Romancero de la garde civile

Les chevaux sont noirs. Noirs aussi leurs fers. Sur les capes reluisent des taches d’encre et de cire. Ils ont du plomb dans le crâne, c’est pourquoi ils ne pleurent pas. Du cuir ! Du cuir verni en guise d’âme ! Nocturnes et bossus, là où ils passent, ils sèment des silences de gomme obscure et des peurs de sable fin. Ils passent s’ils veulent passer. Ils occultent dans leur crâne une vague astronomie de virtuels pistolets.

Oh cité des gitans, tes bannières au coin des rues ! La lune et les potirons, les griottes en conserve. Oh cité des gitans, qui, t’ayant vue, pourrait t’oublier ? Cité de douleur et de musc, crénelée de cannelle.

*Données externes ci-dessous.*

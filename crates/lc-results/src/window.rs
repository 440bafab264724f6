//! Fixed-capacity discard-oldest history window.

use crate::{ResultsError, ResultsResult};
use std::collections::VecDeque;

/// Bounded rolling buffer for display history.
///
/// Pushing beyond capacity evicts the oldest entry. The simulation driver
/// only ever appends; windowing policy stays out of the physics core.
#[derive(Debug, Clone)]
pub struct RollingWindow<T> {
    items: VecDeque<T>,
    capacity: usize,
}

impl<T> RollingWindow<T> {
    pub fn new(capacity: usize) -> ResultsResult<Self> {
        if capacity == 0 {
            return Err(ResultsError::InvalidCapacity { capacity });
        }
        Ok(Self {
            items: VecDeque::with_capacity(capacity),
            capacity,
        })
    }

    pub fn push(&mut self, item: T) {
        if self.items.len() == self.capacity {
            self.items.pop_front();
        }
        self.items.push_back(item);
    }

    pub fn len(&self) -> usize {
        self.items.len()
    }

    pub fn is_empty(&self) -> bool {
        self.items.is_empty()
    }

    pub fn capacity(&self) -> usize {
        self.capacity
    }

    pub fn clear(&mut self) {
        self.items.clear();
    }

    pub fn latest(&self) -> Option<&T> {
        self.items.back()
    }

    /// Iterate oldest to newest.
    pub fn iter(&self) -> impl Iterator<Item = &T> {
        self.items.iter()
    }
}
//! Standard rectangular LC circuit layout.
//!
//! Capacitor on the left (plates in the YZ plane), solenoid centered on the
//! top wire, rectangular return loop. Segment order follows conventional
//! current flow for positive charge leaving the left plate.

use crate::composite::{CompositePath, SegmentKind, SegmentSpec};
use crate::curve::{Curve, Helix, LineSegment};
use crate::error::PathResult;
use lc_core::Real;
use nalgebra::Point3;

/// Geometry-affecting dimensions of the circuit loop.
///
/// Changing any of these requires a wholesale path rebuild.
#[derive(Clone, Copy, Debug)]
pub struct CircuitLayout {
    pub solenoid_radius: Real,
    pub solenoid_length: Real,
    pub solenoid_turns: u32,
    pub wire_radius: Real,
    /// Side of the square capacitor plates; also the loop height.
    pub cap_plate_size: Real,
    pub cap_thickness: Real,
    pub cap_separation: Real,
}

impl Default for CircuitLayout {
    fn default() -> Self {
        Self {
            solenoid_radius: 0.5,
            solenoid_length: 3.0,
            solenoid_turns: 8,
            wire_radius: 0.04,
            cap_plate_size: 2.0,
            cap_thickness: 0.05,
            cap_separation: 0.2,
        }
    }
}

impl CircuitLayout {
    /// Width of the main wire rectangle.
    pub fn rect_width(&self) -> Real {
        self.solenoid_length + 2.0
    }

    /// Height of the main wire rectangle.
    pub fn rect_height(&self) -> Real {
        self.cap_plate_size
    }

    /// X coordinate of the capacitor midpoint, left of the rectangle.
    pub fn cap_center_x(&self) -> Real {
        -self.rect_width() / 2.0 - 0.5
    }

    /// X positions of the (left, right) plate centers.
    pub fn plate_positions(&self) -> (Real, Real) {
        let cx = self.cap_center_x();
        (
            cx - self.cap_separation / 2.0,
            cx + self.cap_separation / 2.0,
        )
    }

    /// Y of the top wire run, which is also the solenoid axis height.
    pub fn top_wire_y(&self) -> Real {
        self.rect_height() / 2.0
    }

    /// Center of the winding, the anchor for the net B field indicator.
    pub fn solenoid_center(&self) -> Point3<Real> {
        Point3::new(0.0, self.top_wire_y(), 0.0)
    }

    /// Assemble the closed loop in traversal order.
    ///
    /// The plate-to-plate gap link is tagged [`SegmentKind::CapacitorGap`]
    /// and marked non-droppable so consumers can locate the gap even when
    /// the separation shrinks below the drop epsilon. The final link runs
    /// along the left plate back to the starting point, closing the loop so
    /// progress 0 and 1 coincide.
    pub fn build_loop(&self) -> PathResult<CompositePath> {
        let h = self.rect_height();
        let (left_x, right_x) = self.plate_positions();

        let cap_l_top = Point3::new(left_x, h / 2.0, 0.0);
        let cap_l_bottom = Point3::new(left_x, -h / 2.0, 0.0);
        let cap_r_top = Point3::new(right_x, h / 2.0, 0.0);

        let helix = Helix::new(
            self.solenoid_radius,
            self.solenoid_length,
            self.solenoid_turns,
            self.top_wire_y(),
        );
        let sol_start = helix.point_at(0.0);
        let sol_end = helix.point_at(1.0);

        let top_near = Point3::new(right_x + 0.1, h / 2.0, 0.0);
        let top_far = Point3::new(self.rect_width() / 2.0, h / 2.0, 0.0);
        let bottom_far = Point3::new(self.rect_width() / 2.0, -h / 2.0, 0.0);

        CompositePath::build(vec![
            SegmentSpec::non_droppable(
                SegmentKind::CapacitorGap,
                Box::new(LineSegment::new(cap_l_top, cap_r_top)),
            ),
            SegmentSpec::new(
                SegmentKind::WireLink,
                Box::new(LineSegment::new(cap_r_top, top_near)),
            ),
            SegmentSpec::new(
                SegmentKind::WireLink,
                Box::new(LineSegment::new(top_near, sol_start)),
            ),
            SegmentSpec::new(SegmentKind::InductorWinding, Box::new(helix.clone())),
            SegmentSpec::new(
                SegmentKind::WireLink,
                Box::new(LineSegment::new(sol_end, top_far)),
            ),
            SegmentSpec::new(
                SegmentKind::WireLink,
                Box::new(LineSegment::new(top_far, bottom_far)),
            ),
            SegmentSpec::new(
                SegmentKind::WireLink,
                Box::new(LineSegment::new(bottom_far, cap_l_bottom)),
            ),
            // Up the left plate, closing the loop
            SegmentSpec::new(
                SegmentKind::WireLink,
                Box::new(LineSegment::new(cap_l_bottom, cap_l_top)),
            ),
        ])
    }
}

#[cfg(test)]
mod tests {
    use super::*;

    #[test]
    fn standard_loop_builds() {
        let path = CircuitLayout::default().build_loop().unwrap();
        assert!(path.total_length() > 0.0);
        assert_eq!(path.segments().len(), 8);
        assert!(path.find_segment(SegmentKind::InductorWinding).is_some());
        assert!(path.find_segment(SegmentKind::CapacitorGap).is_some());
    }

    #[test]
    fn loop_is_closed() {
        let path = CircuitLayout::default().build_loop().unwrap();
        let start = path.point_at_progress(0.0);
        let end = path.point_at_progress(1.0);
        assert!((end - start).norm() < 1e-9);
    }
}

Quand arrive la nuit, nuit noire, noircie de noir, les gitans dans leurs forges, fabriquent des soleils et des flèches. Un cheval traîne sa mauvaise blessure de porte en porte. Des coqs de verre chantent dans Jéréz de la Frontéra. Le vent tourne tout nu le coin de la rue de la surprise. Dans la nuit d’argente nuit, nuit noire, noircie de noir.La Vierge et son Joseph ont perdu leurs castagnettes. Ils demandent aux gitans de voir à les leur retrouver. La Vierge vient vêtue d’un habit de mairesse, tout en papier de chocolat et de colliers d’amendes vertes. Saint-Joseph bouge les bras sous une cape de soie. Puis vient le père du Cognac avec trois sultans de Perse. La demi-lune rêvait une extase de cigogne. Étendards et lanternes envahissent les terrasses. Dans le miroir sanglotent des danseuses sans hanches. Eaux, sombres eaux, ombres dans Jérez de la Frontéra.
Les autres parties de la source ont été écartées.